Roughly sixty per cent of the temporal income came from the City itself and, even if spiritual income is added to the total, over fifty-seven per cent of the house's income was drawn from London. With such a large City income, it is to be expected that Holy Trinity's interests would extend into almost every parish: it held properties or quit rents in some eightyseven parishes. Only in the extreme western parts of the City beyond St. Paul's did the priory have few assets, although even in this quarter the parishes of St. Martin Ludgate and St. Sepulchre with St. Audoen provided incomes of 6s. and 25s. p.a. respectively. The priory had no property or quit rents in the parishes of All Hallows the Less, St. Antholin, St. Helen, St. Margaret Moses Friday Street, St. Mary Magdalen Milk Street, St. Michael le Quern, St. Nicholas Acon, St. Olave in the Jewry, St. Peter Paul's Wharf, St. Peter le Poor, St. Peter ad Vincula and nothing in a group of western parishes which included St. John the Evangelist, St. Anne and St. Agnes, St. Andrew by the Wardrobe, St. Nicholas Shambles and St. Olave Silver Street. The assessment of the rent and other temporal income on which the royal tenth or clerical subsidy was based (1030) does not contain all the rents which the house enjoyed, but it will be seen from it that Holy Trinity's main sources of revenue were in the parishes of St. Botolph without Aldgate, St. Mary Colechurch, St. Michael and St. Katherine Cree and St. Olave Hart Street. These four parishes provided the priory with £60 2s. 9½d., almost half of its temporal income from land and rents. With the exception of St. Mary Colechurch, all these parishes were in the vicinity of the conventual buildings.

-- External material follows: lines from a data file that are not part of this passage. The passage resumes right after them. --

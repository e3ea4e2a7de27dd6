//! Declarative eager-loading graphs.
//!
//! Each entity declares the fixed set of associations returned with it, as a map from dotted
//! association path to [`FetchStrategy`]. Builders take a path prefix so the same association
//! set can be attached at any nesting depth: a model's region is loaded with
//! `cloud_region("cloud_region")`, yielding `cloud_region.cloud`, `cloud_region.controllers` and
//! `cloud_region.controllers.controller`.
//!
//! Hydration issues one batched `= ANY($1)` query per association path, so the number of queries
//! does not grow with the size of any collection. Associations absent from the graph are left
//! empty (`None` or an empty `Vec`).
//!
//! | entity           | associations                                                      |
//! |------------------|-------------------------------------------------------------------|
//! | cloud            | regions, regions.controllers, regions.controllers.controller,      |
//! |                  | grants, grants.identity                                           |
//! | cloud_region     | cloud, controllers, controllers.controller                        |
//! | controller       | cloud_regions, cloud_regions.cloud_region,                        |
//! |                  | cloud_regions.cloud_region.cloud                                  |
//! | model            | owner, controller, cloud_credential, grants, grants.identity,     |
//! |                  | cloud_region + cloud_region("cloud_region")                       |
//! | cloud_credential | cloud, owner, grants, grants.identity                             |
//! | identity         | (none)                                                            |

use std::collections::BTreeMap;

use futures::future::BoxFuture;
use sqlx::PgConnection;

use crate::types::EntityKind;

/// How an association is fetched.
#[derive(Debug, Clone, Copy, PartialEq, Eq, Hash)]
pub enum FetchStrategy {
    /// One parent row per child, looked up by the child's foreign key.
    BelongsTo,
    /// Any number of child rows, grouped by the parent's key.
    HasMany,
}

/// A set of association paths to load, each with its fetch strategy.
#[derive(Debug, Clone, Default, PartialEq, Eq)]
pub struct PreloadGraph {
    paths: BTreeMap<String, FetchStrategy>,
}

fn join(prefix: &str, name: &str) -> String {
    if prefix.is_empty() {
        name.to_string()
    } else {
        format!("{prefix}.{name}")
    }
}

impl PreloadGraph {
    pub fn new() -> Self {
        Self::default()
    }

    /// Add `name` under `prefix`.
    pub fn with(mut self, prefix: &str, name: &str, strategy: FetchStrategy) -> Self {
        self.paths.insert(join(prefix, name), strategy);
        self
    }

    pub fn merge(mut self, other: PreloadGraph) -> Self {
        self.paths.extend(other.paths);
        self
    }

    pub fn contains(&self, path: &str) -> bool {
        self.paths.contains_key(path)
    }

    pub fn strategy(&self, path: &str) -> Option<FetchStrategy> {
        self.paths.get(path).copied()
    }

    pub fn is_empty(&self) -> bool {
        self.paths.is_empty()
    }

    pub fn len(&self) -> usize {
        self.paths.len()
    }

    pub fn paths(&self) -> impl Iterator<Item = (&str, FetchStrategy)> {
        self.paths.iter().map(|(p, s)| (p.as_str(), *s))
    }

    /// The sub-graph below `association`, with the `association.` prefix stripped.
    pub fn nested(&self, association: &str) -> PreloadGraph {
        let prefix = format!("{association}.");
        PreloadGraph {
            paths: self
                .paths
                .iter()
                .filter_map(|(path, strategy)| path.strip_prefix(&prefix).map(|rest| (rest.to_string(), *strategy)))
                .collect(),
        }
    }
}

pub fn cloud(prefix: &str) -> PreloadGraph {
    use FetchStrategy::*;
    PreloadGraph::new()
        .with(prefix, "regions", HasMany)
        .with(prefix, "regions.controllers", HasMany)
        .with(prefix, "regions.controllers.controller", BelongsTo)
        .with(prefix, "grants", HasMany)
        .with(prefix, "grants.identity", BelongsTo)
}

pub fn cloud_region(prefix: &str) -> PreloadGraph {
    use FetchStrategy::*;
    PreloadGraph::new()
        .with(prefix, "cloud", BelongsTo)
        .with(prefix, "controllers", HasMany)
        .with(prefix, "controllers.controller", BelongsTo)
}

pub fn controller(prefix: &str) -> PreloadGraph {
    use FetchStrategy::*;
    PreloadGraph::new()
        .with(prefix, "cloud_regions", HasMany)
        .with(prefix, "cloud_regions.cloud_region", BelongsTo)
        .with(prefix, "cloud_regions.cloud_region.cloud", BelongsTo)
}

pub fn model(prefix: &str) -> PreloadGraph {
    use FetchStrategy::*;
    PreloadGraph::new()
        .with(prefix, "owner", BelongsTo)
        .with(prefix, "controller", BelongsTo)
        .with(prefix, "cloud_credential", BelongsTo)
        .with(prefix, "grants", HasMany)
        .with(prefix, "grants.identity", BelongsTo)
        .with(prefix, "cloud_region", BelongsTo)
        .merge(cloud_region(&join(prefix, "cloud_region")))
}

pub fn cloud_credential(prefix: &str) -> PreloadGraph {
    use FetchStrategy::*;
    PreloadGraph::new()
        .with(prefix, "cloud", BelongsTo)
        .with(prefix, "owner", BelongsTo)
        .with(prefix, "grants", HasMany)
        .with(prefix, "grants.identity", BelongsTo)
}

pub fn identity(_prefix: &str) -> PreloadGraph {
    PreloadGraph::new()
}

/// A database row type that can be turned into its entity, loading the associations named in
/// a graph.
pub(crate) trait Hydrate: Sized + Send + 'static {
    type Entity: Send;

    const KIND: EntityKind;

    fn hydrate<'a>(
        conn: &'a mut PgConnection,
        rows: Vec<Self>,
        graph: &'a PreloadGraph,
    ) -> BoxFuture<'a, sqlx::Result<Vec<Self::Entity>>>;
}

#[cfg(test)]
mod tests {
    use super::*;

    #[test]
    fn test_cloud_graph() {
        let graph = cloud("");
        assert_eq!(graph.len(), 5);
        assert_eq!(graph.strategy("regions"), Some(FetchStrategy::HasMany));
        assert_eq!(graph.strategy("regions.controllers.controller"), Some(FetchStrategy::BelongsTo));
        assert!(graph.contains("grants.identity"));
        assert!(!graph.contains("regions.cloud"));
    }

    #[test]
    fn test_prefix_attaches_at_depth() {
        let graph = cloud_region("cloud_region");
        let paths: Vec<&str> = graph.paths().map(|(p, _)| p).collect();
        assert_eq!(
            paths,
            vec![
                "cloud_region.cloud",
                "cloud_region.controllers",
                "cloud_region.controllers.controller"
            ]
        );
    }

    #[test]
    fn test_model_graph_includes_region_subgraph() {
        let graph = model("");
        for path in [
            "owner",
            "controller",
            "cloud_credential",
            "grants",
            "grants.identity",
            "cloud_region",
            "cloud_region.cloud",
            "cloud_region.controllers",
            "cloud_region.controllers.controller",
        ] {
            assert!(graph.contains(path), "missing {path}");
        }
        assert_eq!(graph.len(), 9);
        // Stable shape: the region sub-graph is exactly what the region builder declares
        assert_eq!(graph.nested("cloud_region"), cloud_region(""));
    }

    #[test]
    fn test_nested_strips_prefix() {
        let graph = controller("");
        let nested = graph.nested("cloud_regions");
        assert_eq!(
            nested,
            PreloadGraph::new()
                .with("", "cloud_region", FetchStrategy::BelongsTo)
                .with("", "cloud_region.cloud", FetchStrategy::BelongsTo)
        );
        assert!(nested.nested("cloud_region").nested("cloud").is_empty());
    }

    #[test]
    fn test_identity_graph_is_empty() {
        assert!(identity("").is_empty());
        assert!(identity("owner").is_empty());
    }

    #[test]
    fn test_prefixed_graphs_compose() {
        let graph = PreloadGraph::new()
            .with("", "cloud", FetchStrategy::BelongsTo)
            .merge(cloud("cloud"));
        assert_eq!(graph.nested("cloud"), cloud(""));
    }
}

The income which the house enjoyed fell into two main categories. Firstly, as has been mentioned, from the time of Prior Ralph onwards, the prior and convent sold lands while retaining to themselves fixed annual rents in perpetuity. The second source was from quit rents which pious donors had given to them either from lands which they owned or from parts of rents which were paid to the grantors. But these quit rents were not always gratuitously given to the priory, for, on occasion, the convent would enter the market to purchase quit rents. 52 shows the canons paying 8s. for the purchase of an annual quit rent of 12d., a transaction which, at eight years' purchase, was a profitable one for the house. The prices paid for quit rents varied between nine (306) and thirteen and a third years' (283) purchase; the most frequently found prices were nine or ten years. Sometimes a quit rent might be, in effect, an addition to a rent already being paid (60). In this instance, William Ganter (the Glover) was paid 20s. by the canons for his additional rent of 2s. p.a. that he added to the 5s. which he was under obligation to pay. A rough calculation shows that rather less than fifty-five per cent of the City income was provided by rents from properties which the priory still possessed and just over forty-five per cent from quit rents which had been granted to the house either gratuitously or by purchase. As Holy Trinity was dissolved in 1532, no record of its assets exists in the Valor Ecclesiasticus, but apparently the value of its income in the City increased between 1288–91 and the early sixteenth century. (fn. 35) It is important to distinguish between these two types of income, as, if arrears occurred, somewhat different procedures were required to recover them. (fn. 36)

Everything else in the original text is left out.